Setelah berkata demikian, dia melangkah keluar sambil tersenyum. Serangga-serangga beracun itu, yang kini kehilangan tekanan dari Xiao Qing, sedang merayap kacau di sekitar mangkuk. Jia Hu berjalan pelan melewatinya. Begitu serangga-serangga itu merasakan aura Xiao Qing, mereka semua seketika membeku dan menggigil ketakutan. Jia Hu hanya melirik mereka sekali, lalu terus berjalan keluar.

Para pelayan dan dayang yang melihatnya tertegun sejenak, lalu menatapnya dengan tatapan aneh.

"Bukankah itu Tuan Muda Ketiga Hu?"
"Tuan Muda Ketiga Hu yang mana? Siapa di kediaman ini yang menganggapnya sebagai majikan?"
"Dengar-dengar dia dipukuli oleh Tuan Muda Qiang. Saat digotong kembali, dia hampir mati. Tak disangka dia sudah sembuh begitu cepat?"
"Heh, jika dia tidak punya adik perempuan, mungkin kalau dia mati pun tidak akan ada yang peduli..."
"Sayang sekali Nona Kedua, punya kakak yang bodoh seperti itu."
"Siapa bilang tidak..."

Jia Hu berekspresi datar. Karena Jangkrik Emas Bersayap Enam terus-menerus mengubah tubuhnya, pancaindranya kini sangat tajam dan pendengarannya luar biasa; setiap kata mereka terdengar jelas di telinganya.

"Jia Qiang."

Dia membatin nama itu. Dia pun teringat, saat itu dia pergi ke sekolah marga setelah mendengar perkataan Yingchun. Sepulang sekolah, dia dihadang oleh Jia Qiang. Karena Jia Qiang merasa memanggilnya 'Paman Ketiga Hu' itu memalukan, dia ingin memukulinya untuk melampiaskan kekesalan. Tubuh aslinya terlalu lemah, sehingga hampir saja tewas dipukuli.

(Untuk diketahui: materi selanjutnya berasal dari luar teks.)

//! Order management repository (shop database).

use chrono::{DateTime, Utc};
use rust_decimal::Decimal;
use sqlx::{PgPool, Postgres, QueryBuilder};

use jademart_core::{
    LocalizedText, OrderId, OrderItemId, OrderStatus, PaymentMethod, PaymentStatus, Price,
    ProductId, UserId,
};

use super::{RepositoryError, corrupt};
use crate::models::order::{Order, OrderDetail, OrderItem};

/// Repository for back-office order management.
pub struct OrderRepository<'a> {
    pool: &'a PgPool,
}

/// Filter for the order list.
#[derive(Debug, Clone, Default)]
pub struct OrderFilter {
    pub status: Option<OrderStatus>,
    pub payment_status: Option<PaymentStatus>,
    /// Matches the order reference or the customer email.
    pub query: Option<String>,
    pub limit: i64,
    pub offset: i64,
}

/// Outcome of a status transition attempt.
#[derive(Debug, Clone, PartialEq, Eq)]
pub enum TransitionOutcome {
    /// The order now carries the new status.
    Applied(Box<Order>),
    /// The move is not allowed from the order's current status.
    Invalid { from: OrderStatus, to: OrderStatus },
}

#[derive(sqlx::FromRow)]
struct OrderRow {
    id: i32,
    reference: String,
    user_id: i32,
    customer_email: String,
    status: String,
    payment_method: String,
    payment_status: String,
    subtotal: Decimal,
    shipping_fee: Decimal,
    total: Decimal,
    recipient: String,
    phone: String,
    address: String,
    note: Option<String>,
    provider_txn_id: Option<String>,
    created_at: DateTime<Utc>,
    updated_at: DateTime<Utc>,
}

impl OrderRow {
    fn into_order(self) -> Result<Order, RepositoryError> {
        Ok(Order {
            id: OrderId::new(self.id),
            reference: self.reference,
            user_id: UserId::new(self.user_id),
            customer_email: self.customer_email,
            status: self.status.parse::<OrderStatus>().map_err(|e| corrupt("order status", e))?,
            payment_method: self
                .payment_method
                .parse::<PaymentMethod>()
                .map_err(|e| corrupt("payment method", e))?,
            payment_status: self
                .payment_status
                .parse::<PaymentStatus>()
                .map_err(|e| corrupt("payment status", e))?,
            subtotal: Price::new(self.subtotal).map_err(|e| corrupt("subtotal", e))?,
            shipping_fee: Price::new(self.shipping_fee).map_err(|e| corrupt("shipping fee", e))?,
            total: Price::new(self.total).map_err(|e| corrupt("total", e))?,
            recipient: self.recipient,
            phone: self.phone,
            address: self.address,
            note: self.note,
            provider_txn_id: self.provider_txn_id,
            created_at: self.created_at,
            updated_at: self.updated_at,
        })
    }
}

#[derive(sqlx::FromRow)]
struct ItemRow {
    id: i32,
    product_id: i32,
    name_en: String,
    name_zh: String,
    unit_price: Decimal,
    quantity: i32,
}

impl ItemRow {
    fn into_item(self) -> Result<OrderItem, RepositoryError> {
        Ok(OrderItem {
            id: OrderItemId::new(self.id),
            product_id: ProductId::new(self.product_id),
            name: LocalizedText::new(self.name_en, self.name_zh),
            unit_price: Price::new(self.unit_price).map_err(|e| corrupt("unit price", e))?,
            quantity: self.quantity,
        })
    }
}

const ORDER_COLUMNS: &str = "o.id, o.reference, o.user_id, u.email AS customer_email, \
     o.status, o.payment_method, o.payment_status, o.subtotal, o.shipping_fee, o.total, \
     o.recipient, o.phone, o.address, o.note, o.provider_txn_id, o.created_at, o.updated_at";

const ORDER_FROM: &str = r#"FROM shop.customer_order o JOIN shop."user" u ON u.id = o.user_id"#;

impl<'a> OrderRepository<'a> {
    /// Create a new order repository.
    #[must_use]
    pub const fn new(pool: &'a PgPool) -> Self {
        Self { pool }
    }

    /// List orders matching the filter, newest first, plus the total count.
    ///
    /// # Errors
    ///
    /// Returns `RepositoryError::Database` if a query fails.
    pub async fn list(&self, filter: &OrderFilter) -> Result<(Vec<Order>, i64), RepositoryError> {
        let mut query =
            QueryBuilder::<Postgres>::new(format!("SELECT {ORDER_COLUMNS} {ORDER_FROM}"));
        push_order_filter(&mut query, filter);
        query.push(" ORDER BY o.created_at DESC, o.id DESC LIMIT ");
        query.push_bind(filter.limit);
        query.push(" OFFSET ");
        query.push_bind(filter.offset);

        let rows: Vec<OrderRow> = query.build_query_as().fetch_all(self.pool).await?;

        let mut count_query = QueryBuilder::<Postgres>::new(format!("SELECT COUNT(*) {ORDER_FROM}"));
        push_order_filter(&mut count_query, filter);
        let total: i64 = count_query.build_query_scalar().fetch_one(self.pool).await?;

        let orders = rows
            .into_iter()
            .map(OrderRow::into_order)
            .collect::<Result<Vec<_>, _>>()?;

        Ok((orders, total))
    }

    /// Get an order with its items by ID.
    ///
    /// # Errors
    ///
    /// Returns `RepositoryError::Database` if a query fails.
    pub async fn get_detail(&self, id: OrderId) -> Result<Option<OrderDetail>, RepositoryError> {
        let row = sqlx::query_as::<_, OrderRow>(&format!(
            "SELECT {ORDER_COLUMNS} {ORDER_FROM} WHERE o.id = $1"
        ))
        .bind(id.as_i32())
        .fetch_optional(self.pool)
        .await?;

        let Some(row) = row else {
            return Ok(None);
        };
        let order = row.into_order()?;
        let items = self.items_for(order.id).await?;

        Ok(Some(OrderDetail { order, items }))
    }

    /// Move an order to a new status, enforcing the lifecycle rules
    /// (`pending → processing → shipped → delivered`, with cancellation
    /// allowed before shipment).
    ///
    /// The current status is re-read inside the transaction so a concurrent
    /// transition cannot slip an order past a closed state.
    ///
    /// # Errors
    ///
    /// Returns `RepositoryError::NotFound` if the order does not exist.
    pub async fn transition_status(
        &self,
        id: OrderId,
        to: OrderStatus,
    ) -> Result<TransitionOutcome, RepositoryError> {
        let mut tx = self.pool.begin().await?;

        let current: Option<String> =
            sqlx::query_scalar("SELECT status FROM shop.customer_order WHERE id = $1 FOR UPDATE")
                .bind(id.as_i32())
                .fetch_optional(&mut *tx)
                .await?;

        let current = current.ok_or(RepositoryError::NotFound)?;
        let from = current.parse::<OrderStatus>().map_err(|e| corrupt("order status", e))?;

        if !from.can_transition_to(to) {
            tx.rollback().await?;
            return Ok(TransitionOutcome::Invalid { from, to });
        }

        let row = sqlx::query_as::<_, OrderRow>(&format!(
            r#"
            UPDATE shop.customer_order o
            SET status = $2, updated_at = NOW()
            FROM shop."user" u
            WHERE o.id = $1 AND u.id = o.user_id
            RETURNING {ORDER_COLUMNS}
            "#
        ))
        .bind(id.as_i32())
        .bind(to.to_string())
        .fetch_one(&mut *tx)
        .await?;

        tx.commit().await?;
        Ok(TransitionOutcome::Applied(Box::new(row.into_order()?)))
    }

    /// Mark an offline-paid order (bank transfer, cash on delivery) as paid.
    ///
    /// # Errors
    ///
    /// Returns `RepositoryError::NotFound` if the order does not exist, and
    /// `RepositoryError::Conflict` if it is already paid.
    pub async fn mark_paid(&self, id: OrderId) -> Result<Order, RepositoryError> {
        let row = sqlx::query_as::<_, OrderRow>(&format!(
            r#"
            UPDATE shop.customer_order o
            SET payment_status = 'paid',
                status = CASE WHEN o.status = 'pending' THEN 'processing' ELSE o.status END,
                updated_at = NOW()
            FROM shop."user" u
            WHERE o.id = $1 AND u.id = o.user_id AND o.payment_status = 'unpaid'
            RETURNING {ORDER_COLUMNS}
            "#
        ))
        .bind(id.as_i32())
        .fetch_optional(self.pool)
        .await?;

        match row {
            Some(row) => row.into_order(),
            None => {
                let exists: Option<i32> =
                    sqlx::query_scalar("SELECT id FROM shop.customer_order WHERE id = $1")
                        .bind(id.as_i32())
                        .fetch_optional(self.pool)
                        .await?;
                match exists {
                    Some(_) => Err(RepositoryError::Conflict(
                        "order is not awaiting payment".to_owned(),
                    )),
                    None => Err(RepositoryError::NotFound),
                }
            }
        }
    }

    async fn items_for(&self, order_id: OrderId) -> Result<Vec<OrderItem>, RepositoryError> {
        let rows = sqlx::query_as::<_, ItemRow>(
            r"
            SELECT id, product_id, name_en, name_zh, unit_price, quantity
            FROM shop.order_item
            WHERE order_id = $1
            ORDER BY id ASC
            ",
        )
        .bind(order_id.as_i32())
        .fetch_all(self.pool)
        .await?;

        rows.into_iter().map(ItemRow::into_item).collect()
    }
}

/// Append the shared WHERE clause for order listing and counting.
fn push_order_filter(query: &mut QueryBuilder<'_, Postgres>, filter: &OrderFilter) {
    query.push(" WHERE TRUE");

    if let Some(status) = filter.status {
        query.push(" AND o.status = ");
        query.push_bind(status.to_string());
    }

    if let Some(payment_status) = filter.payment_status {
        query.push(" AND o.payment_status = ");
        query.push_bind(payment_status.to_string());
    }

    if let Some(q) = &filter.query {
        // escape wildcards so user input is matched literally
        let mut pattern = String::with_capacity(q.len() + 2);
        pattern.push('%');
        for c in q.chars() {
            if matches!(c, '%' | '_' | '\\') {
                pattern.push('\\');
            }
            pattern.push(c);
        }
        pattern.push('%');
        query.push(" AND (o.reference ILIKE ");
        query.push_bind(pattern.clone());
        query.push(" OR u.email ILIKE ");
        query.push_bind(pattern);
        query.push(")");
    }
}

Cahaya dingin melintas di mata Jia Hu. Dia malas mempedulikan urusan pemilik tubuh sebelumnya, tetapi jika Jia Qiang berani mencari masalah lagi dengannya, maka dia bisa mati.

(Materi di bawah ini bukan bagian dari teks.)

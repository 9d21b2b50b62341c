//! Back-office services: authentication, email delivery, asset uploads.

pub mod assets;
pub mod auth;
pub mod email;
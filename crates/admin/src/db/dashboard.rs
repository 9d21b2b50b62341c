//! Dashboard aggregates (shop database).

use rust_decimal::Decimal;
use sqlx::PgPool;

use super::RepositoryError;

/// Repository for the dashboard summary.
pub struct DashboardRepository<'a> {
    pool: &'a PgPool,
}

/// Headline numbers for the dashboard.
#[derive(Debug, Clone, serde::Serialize)]
pub struct DashboardSummary {
    pub pending_orders: i64,
    pub processing_orders: i64,
    pub orders_this_month: i64,
    /// Paid revenue this calendar month.
    pub revenue_this_month: Decimal,
    pub published_products: i64,
    pub low_stock_products: i64,
    pub overdue_invoices: i64,
    pub active_subscribers: i64,
    pub vehicles_available: i64,
    pub vehicles_on_delivery: i64,
}

/// Stock level at or below which a product counts as low stock.
const LOW_STOCK_THRESHOLD: i32 = 5;

#[derive(sqlx::FromRow)]
struct SummaryRow {
    pending_orders: i64,
    processing_orders: i64,
    orders_this_month: i64,
    revenue_this_month: Decimal,
    published_products: i64,
    low_stock_products: i64,
    overdue_invoices: i64,
    active_subscribers: i64,
    vehicles_available: i64,
    vehicles_on_delivery: i64,
}

impl<'a> DashboardRepository<'a> {
    /// Create a new dashboard repository.
    #[must_use]
    pub const fn new(pool: &'a PgPool) -> Self {
        Self { pool }
    }

    /// Compute the dashboard summary in a single round trip.
    ///
    /// # Errors
    ///
    /// Returns `RepositoryError::Database` if the query fails.
    pub async fn summary(&self) -> Result<DashboardSummary, RepositoryError> {
        let row = sqlx::query_as::<_, SummaryRow>(
            r"
            SELECT
                (SELECT COUNT(*) FROM shop.customer_order WHERE status = 'pending')
                    AS pending_orders,
                (SELECT COUNT(*) FROM shop.customer_order WHERE status = 'processing')
                    AS processing_orders,
                (SELECT COUNT(*) FROM shop.customer_order
                 WHERE created_at >= date_trunc('month', NOW()))
                    AS orders_this_month,
                (SELECT COALESCE(SUM(total), 0) FROM shop.customer_order
                 WHERE payment_status = 'paid'
                   AND created_at >= date_trunc('month', NOW()))
                    AS revenue_this_month,
                (SELECT COUNT(*) FROM shop.product
                 WHERE published AND deleted_at IS NULL)
                    AS published_products,
                (SELECT COUNT(*) FROM shop.product
                 WHERE published AND deleted_at IS NULL AND stock <= $1)
                    AS low_stock_products,
                (SELECT COUNT(*) FROM shop.invoice WHERE status = 'overdue')
                    AS overdue_invoices,
                (SELECT COUNT(*) FROM shop.newsletter_subscriber WHERE active)
                    AS active_subscribers,
                (SELECT COUNT(*) FROM shop.vehicle
                 WHERE status = 'Available' AND deleted_at IS NULL)
                    AS vehicles_available,
                (SELECT COUNT(*) FROM shop.vehicle
                 WHERE status = 'On Delivery' AND deleted_at IS NULL)
                    AS vehicles_on_delivery
            ",
        )
        .bind(LOW_STOCK_THRESHOLD)
        .fetch_one(self.pool)
        .await?;

        Ok(DashboardSummary {
            pending_orders: row.pending_orders,
            processing_orders: row.processing_orders,
            orders_this_month: row.orders_this_month,
            revenue_this_month: row.revenue_this_month,
            published_products: row.published_products,
            low_stock_products: row.low_stock_products,
            overdue_invoices: row.overdue_invoices,
            active_subscribers: row.active_subscribers,
            vehicles_available: row.vehicles_available,
            vehicles_on_delivery: row.vehicles_on_delivery,
        })
    }
}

Melewati koridor panjang dan sampai di halaman depan, dia tetap berwajah dingin dan tidak menggubris siapa pun. Baru saja hendak keluar lewat pintu samping, tiba-tiba seorang pelayan menghalanginya.

"Wah, bukankah ini Tuan Muda Ketiga Hu? Sudah sembuh? Mau ke mana kau? Tanpa izin majikan, kau tidak boleh keluar."

Pelayan itu menatap Jia Hu dengan nada mengejek sambil tersenyum lebar.